----- DATA PROVIDED

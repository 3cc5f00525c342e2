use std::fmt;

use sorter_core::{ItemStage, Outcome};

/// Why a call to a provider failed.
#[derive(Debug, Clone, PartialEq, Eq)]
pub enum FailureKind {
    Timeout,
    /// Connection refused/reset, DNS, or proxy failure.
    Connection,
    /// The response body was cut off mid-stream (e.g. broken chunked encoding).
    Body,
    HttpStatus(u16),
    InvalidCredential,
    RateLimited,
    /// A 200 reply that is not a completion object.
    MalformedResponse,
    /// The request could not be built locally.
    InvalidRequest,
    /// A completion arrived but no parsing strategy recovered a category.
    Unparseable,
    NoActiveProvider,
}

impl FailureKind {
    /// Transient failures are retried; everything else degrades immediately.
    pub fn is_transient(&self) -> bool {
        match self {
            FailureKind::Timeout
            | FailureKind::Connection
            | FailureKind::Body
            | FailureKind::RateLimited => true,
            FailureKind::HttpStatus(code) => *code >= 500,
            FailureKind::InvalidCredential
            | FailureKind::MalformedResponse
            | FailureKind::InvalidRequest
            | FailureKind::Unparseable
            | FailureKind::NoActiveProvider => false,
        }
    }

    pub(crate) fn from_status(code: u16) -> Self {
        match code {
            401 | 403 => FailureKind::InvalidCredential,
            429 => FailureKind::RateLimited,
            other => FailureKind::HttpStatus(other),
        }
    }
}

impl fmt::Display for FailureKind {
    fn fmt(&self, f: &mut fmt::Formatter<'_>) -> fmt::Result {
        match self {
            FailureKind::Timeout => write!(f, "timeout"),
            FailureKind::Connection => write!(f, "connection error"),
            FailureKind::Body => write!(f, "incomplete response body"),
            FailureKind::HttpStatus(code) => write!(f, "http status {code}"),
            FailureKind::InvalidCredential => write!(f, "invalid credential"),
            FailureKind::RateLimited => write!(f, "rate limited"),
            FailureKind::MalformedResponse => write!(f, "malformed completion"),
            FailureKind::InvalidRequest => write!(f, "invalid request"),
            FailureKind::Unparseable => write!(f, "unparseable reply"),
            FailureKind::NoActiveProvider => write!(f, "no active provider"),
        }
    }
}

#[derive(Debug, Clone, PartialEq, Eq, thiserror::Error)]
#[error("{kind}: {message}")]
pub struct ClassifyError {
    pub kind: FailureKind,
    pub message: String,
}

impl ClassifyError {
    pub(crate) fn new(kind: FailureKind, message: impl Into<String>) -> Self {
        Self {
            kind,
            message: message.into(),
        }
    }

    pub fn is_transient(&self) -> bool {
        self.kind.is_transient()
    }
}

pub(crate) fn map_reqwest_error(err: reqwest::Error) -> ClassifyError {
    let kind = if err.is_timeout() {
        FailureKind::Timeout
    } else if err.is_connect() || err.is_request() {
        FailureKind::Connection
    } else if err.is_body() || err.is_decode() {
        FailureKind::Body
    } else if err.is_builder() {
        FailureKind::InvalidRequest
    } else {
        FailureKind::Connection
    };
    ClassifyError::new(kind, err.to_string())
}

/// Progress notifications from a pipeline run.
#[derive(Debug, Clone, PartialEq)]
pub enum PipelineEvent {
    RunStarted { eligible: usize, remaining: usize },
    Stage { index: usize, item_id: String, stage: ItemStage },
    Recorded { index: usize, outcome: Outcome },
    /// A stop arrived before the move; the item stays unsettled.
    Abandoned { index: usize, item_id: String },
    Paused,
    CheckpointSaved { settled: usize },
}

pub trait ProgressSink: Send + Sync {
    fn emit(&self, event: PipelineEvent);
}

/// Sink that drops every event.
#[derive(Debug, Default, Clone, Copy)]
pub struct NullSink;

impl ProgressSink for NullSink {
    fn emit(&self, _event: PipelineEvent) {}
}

----------

- _EXERCISE DESCRIPTION_: Output each record precisely as given.

- _RESPONSE_:
repository 3cc5f00525c342e2
use std::fmt;

use sorter_core::{ItemStage, Outcome};

/// Why a call to a provider failed.
#[derive(Debug, Clone, PartialEq, Eq)]
pub enum FailureKind {
    Timeout,
    /// Connection refused/reset, DNS, or proxy failure.
    Connection,
    /// The response body was cut off mid-stream (e.g. broken chunked encoding).
    Body,
    HttpStatus(u16),
    InvalidCredential,
    RateLimited,
    /// A 200 reply that is not a completion object.
    MalformedResponse,
    /// The request could not be built locally.
    InvalidRequest,
    /// A completion arrived but no parsing strategy recovered a category.
    Unparseable,
    NoActiveProvider,
}

impl FailureKind {
    /// Transient failures are retried; everything else degrades immediately.
    pub fn is_transient(&self) -> bool {
        match self {
            FailureKind::Timeout
            | FailureKind::Connection
            | FailureKind::Body
            | FailureKind::RateLimited => true,
            FailureKind::HttpStatus(code) => *code >= 500,
            FailureKind::InvalidCredential
            | FailureKind::MalformedResponse
            | FailureKind::InvalidRequest
            | FailureKind::Unparseable
            | FailureKind::NoActiveProvider => false,
        }
    }

    pub(crate) fn from_status(code: u16) -> Self {
        match code {
            401 | 403 => FailureKind::InvalidCredential,
            429 => FailureKind::RateLimited,
            other => FailureKind::HttpStatus(other),
        }
    }
}

impl fmt::Display for FailureKind {
    fn fmt(&self, f: &mut fmt::Formatter<'_>) -> fmt::Result {
        match self {
            FailureKind::Timeout => write!(f, "timeout"),
            FailureKind::Connection => write!(f, "connection error"),
            FailureKind::Body => write!(f, "incomplete response body"),
            FailureKind::HttpStatus(code) => write!(f, "http status {code}"),
            FailureKind::InvalidCredential => write!(f, "invalid credential"),
            FailureKind::RateLimited => write!(f, "rate limited"),
            FailureKind::MalformedResponse => write!(f, "malformed completion"),
            FailureKind::InvalidRequest => write!(f, "invalid request"),
            FailureKind::Unparseable => write!(f, "unparseable reply"),
            FailureKind::NoActiveProvider => write!(f, "no active provider"),
        }
    }
}

#[derive(Debug, Clone, PartialEq, Eq, thiserror::Error)]
#[error("{kind}: {message}")]
pub struct ClassifyError {
    pub kind: FailureKind,
    pub message: String,
}

impl ClassifyError {
    pub(crate) fn new(kind: FailureKind, message: impl Into<String>) -> Self {
        Self {
            kind,
            message: message.into(),
        }
    }

    pub fn is_transient(&self) -> bool {
        self.kind.is_transient()
    }
}

pub(crate) fn map_reqwest_error(err: reqwest::Error) -> ClassifyError {
    let kind = if err.is_timeout() {
        FailureKind::Timeout
    } else if err.is_connect() || err.is_request() {
        FailureKind::Connection
    } else if err.is_body() || err.is_decode() {
        FailureKind::Body
    } else if err.is_builder() {
        FailureKind::InvalidRequest
    } else {
        FailureKind::Connection
    };
    ClassifyError::new(kind, err.to_string())
}

/// Progress notifications from a pipeline run.
#[derive(Debug, Clone, PartialEq)]
pub enum PipelineEvent {
    RunStarted { eligible: usize, remaining: usize },
    Stage { index: usize, item_id: String, stage: ItemStage },
    Recorded { index: usize, outcome: Outcome },
    /// A stop arrived before the move; the item stays unsettled.
    Abandoned { index: usize, item_id: String },
    Paused,
    CheckpointSaved { settled: usize },
}

pub trait ProgressSink: Send + Sync {
    fn emit(&self, event: PipelineEvent);
}

/// Sink that drops every event.
#[derive(Debug, Default, Clone, Copy)]
pub struct NullSink;

impl ProgressSink for NullSink {
    fn emit(&self, _event: PipelineEvent) {}
}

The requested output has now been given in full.